Across the listing, count the lines that include the string "addresses". Give nothing besides the number.
··· MATERIAL PROVIDED
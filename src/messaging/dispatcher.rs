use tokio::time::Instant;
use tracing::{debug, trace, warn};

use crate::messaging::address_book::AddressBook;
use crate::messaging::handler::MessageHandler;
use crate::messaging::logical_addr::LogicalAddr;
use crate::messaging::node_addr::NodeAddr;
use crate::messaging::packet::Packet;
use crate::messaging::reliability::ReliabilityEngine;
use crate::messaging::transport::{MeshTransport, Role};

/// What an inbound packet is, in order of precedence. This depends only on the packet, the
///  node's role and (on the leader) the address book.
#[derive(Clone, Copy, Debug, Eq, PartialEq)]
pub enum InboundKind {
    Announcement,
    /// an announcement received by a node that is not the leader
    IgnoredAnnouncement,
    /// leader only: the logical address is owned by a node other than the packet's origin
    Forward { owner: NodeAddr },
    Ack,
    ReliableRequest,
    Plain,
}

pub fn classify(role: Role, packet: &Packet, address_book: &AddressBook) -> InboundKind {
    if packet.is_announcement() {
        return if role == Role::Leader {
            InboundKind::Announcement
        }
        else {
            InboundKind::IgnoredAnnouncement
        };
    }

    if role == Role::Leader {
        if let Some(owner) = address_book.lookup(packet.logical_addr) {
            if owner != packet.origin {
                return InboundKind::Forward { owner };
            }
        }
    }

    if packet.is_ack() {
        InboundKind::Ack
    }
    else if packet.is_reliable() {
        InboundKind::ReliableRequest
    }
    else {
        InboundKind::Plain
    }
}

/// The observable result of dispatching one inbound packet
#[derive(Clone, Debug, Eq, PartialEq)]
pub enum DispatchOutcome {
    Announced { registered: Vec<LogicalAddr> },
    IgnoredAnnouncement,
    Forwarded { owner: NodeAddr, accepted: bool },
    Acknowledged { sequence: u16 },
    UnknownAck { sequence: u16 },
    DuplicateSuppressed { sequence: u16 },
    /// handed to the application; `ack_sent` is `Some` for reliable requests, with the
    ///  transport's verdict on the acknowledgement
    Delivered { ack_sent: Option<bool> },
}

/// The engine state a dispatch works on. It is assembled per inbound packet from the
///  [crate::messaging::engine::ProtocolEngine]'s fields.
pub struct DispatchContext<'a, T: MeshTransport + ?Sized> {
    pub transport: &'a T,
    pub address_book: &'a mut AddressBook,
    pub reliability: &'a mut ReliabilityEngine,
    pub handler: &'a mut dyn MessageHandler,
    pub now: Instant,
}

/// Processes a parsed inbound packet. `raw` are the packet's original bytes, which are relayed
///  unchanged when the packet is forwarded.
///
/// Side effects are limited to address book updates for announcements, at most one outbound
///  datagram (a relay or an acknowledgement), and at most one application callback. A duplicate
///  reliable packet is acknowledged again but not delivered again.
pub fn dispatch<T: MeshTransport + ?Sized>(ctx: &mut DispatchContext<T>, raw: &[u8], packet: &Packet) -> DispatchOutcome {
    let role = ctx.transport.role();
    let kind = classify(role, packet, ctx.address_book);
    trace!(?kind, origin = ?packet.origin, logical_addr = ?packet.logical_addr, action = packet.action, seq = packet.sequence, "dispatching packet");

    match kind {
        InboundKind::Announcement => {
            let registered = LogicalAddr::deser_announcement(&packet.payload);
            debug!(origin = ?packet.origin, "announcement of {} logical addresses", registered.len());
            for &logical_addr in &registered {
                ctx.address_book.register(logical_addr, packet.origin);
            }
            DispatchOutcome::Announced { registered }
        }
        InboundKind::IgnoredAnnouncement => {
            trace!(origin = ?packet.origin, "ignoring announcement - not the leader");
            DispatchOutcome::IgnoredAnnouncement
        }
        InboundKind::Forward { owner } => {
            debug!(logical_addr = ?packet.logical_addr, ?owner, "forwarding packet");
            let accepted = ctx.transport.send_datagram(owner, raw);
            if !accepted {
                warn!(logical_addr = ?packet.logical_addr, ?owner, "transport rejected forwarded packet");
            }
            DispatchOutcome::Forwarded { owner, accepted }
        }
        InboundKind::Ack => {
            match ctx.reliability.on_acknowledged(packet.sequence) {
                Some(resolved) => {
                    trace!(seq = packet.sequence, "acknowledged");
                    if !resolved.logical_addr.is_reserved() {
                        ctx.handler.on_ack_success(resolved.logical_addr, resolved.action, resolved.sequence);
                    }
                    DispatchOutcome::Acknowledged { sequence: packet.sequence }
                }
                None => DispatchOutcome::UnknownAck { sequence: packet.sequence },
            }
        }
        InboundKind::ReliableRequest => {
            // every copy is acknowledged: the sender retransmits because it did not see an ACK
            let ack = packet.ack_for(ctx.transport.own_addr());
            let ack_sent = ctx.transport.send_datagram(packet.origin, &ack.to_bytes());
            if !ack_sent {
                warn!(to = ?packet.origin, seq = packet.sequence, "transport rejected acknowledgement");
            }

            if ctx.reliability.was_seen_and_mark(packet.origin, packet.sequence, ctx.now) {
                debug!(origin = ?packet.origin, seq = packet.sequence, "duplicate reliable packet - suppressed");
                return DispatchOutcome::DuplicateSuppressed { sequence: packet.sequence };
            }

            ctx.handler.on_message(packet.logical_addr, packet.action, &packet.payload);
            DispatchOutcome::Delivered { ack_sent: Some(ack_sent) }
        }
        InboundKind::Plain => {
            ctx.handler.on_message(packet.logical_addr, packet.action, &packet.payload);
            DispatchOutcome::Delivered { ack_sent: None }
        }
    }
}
······
··· MATERIAL PROVIDED
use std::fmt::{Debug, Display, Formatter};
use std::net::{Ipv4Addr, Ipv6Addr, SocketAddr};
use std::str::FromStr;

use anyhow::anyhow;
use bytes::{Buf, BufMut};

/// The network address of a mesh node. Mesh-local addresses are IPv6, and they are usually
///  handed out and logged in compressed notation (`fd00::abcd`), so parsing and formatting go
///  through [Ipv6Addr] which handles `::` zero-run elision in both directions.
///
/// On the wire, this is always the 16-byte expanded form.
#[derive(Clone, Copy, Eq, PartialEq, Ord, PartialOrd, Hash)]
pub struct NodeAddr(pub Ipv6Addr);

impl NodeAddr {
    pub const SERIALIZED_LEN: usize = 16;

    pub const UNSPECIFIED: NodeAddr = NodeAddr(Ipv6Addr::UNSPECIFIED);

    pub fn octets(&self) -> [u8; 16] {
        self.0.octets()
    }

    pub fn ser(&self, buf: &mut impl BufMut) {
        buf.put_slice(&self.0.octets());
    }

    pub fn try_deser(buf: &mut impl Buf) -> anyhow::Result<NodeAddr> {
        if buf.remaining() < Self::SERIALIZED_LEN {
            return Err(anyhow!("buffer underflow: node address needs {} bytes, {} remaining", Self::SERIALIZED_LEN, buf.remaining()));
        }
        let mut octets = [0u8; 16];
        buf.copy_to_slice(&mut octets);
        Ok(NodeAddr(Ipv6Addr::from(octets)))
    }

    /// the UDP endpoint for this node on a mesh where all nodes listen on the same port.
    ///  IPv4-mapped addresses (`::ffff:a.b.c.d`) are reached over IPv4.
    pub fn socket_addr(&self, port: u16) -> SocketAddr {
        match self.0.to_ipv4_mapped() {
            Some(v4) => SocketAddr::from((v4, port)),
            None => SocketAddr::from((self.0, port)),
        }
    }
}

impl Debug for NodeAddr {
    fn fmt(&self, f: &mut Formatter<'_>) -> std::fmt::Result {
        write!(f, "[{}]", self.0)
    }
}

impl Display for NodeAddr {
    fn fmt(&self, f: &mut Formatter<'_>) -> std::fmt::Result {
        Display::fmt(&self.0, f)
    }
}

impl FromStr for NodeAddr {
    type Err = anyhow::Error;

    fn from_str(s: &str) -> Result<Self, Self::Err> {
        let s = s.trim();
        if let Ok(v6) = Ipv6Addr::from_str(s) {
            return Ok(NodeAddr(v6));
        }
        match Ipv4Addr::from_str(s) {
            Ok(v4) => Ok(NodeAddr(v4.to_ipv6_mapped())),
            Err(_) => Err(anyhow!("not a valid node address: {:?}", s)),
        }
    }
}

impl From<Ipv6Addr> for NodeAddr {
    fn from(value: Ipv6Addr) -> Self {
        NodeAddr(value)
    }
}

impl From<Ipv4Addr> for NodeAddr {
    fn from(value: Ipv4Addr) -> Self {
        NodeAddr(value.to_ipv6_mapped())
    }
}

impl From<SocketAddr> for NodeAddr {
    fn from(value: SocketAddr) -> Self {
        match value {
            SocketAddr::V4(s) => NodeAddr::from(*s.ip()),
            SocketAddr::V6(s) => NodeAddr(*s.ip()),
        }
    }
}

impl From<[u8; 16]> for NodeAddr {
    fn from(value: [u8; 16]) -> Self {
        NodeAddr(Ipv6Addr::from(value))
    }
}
······
→ TASK RESULT
3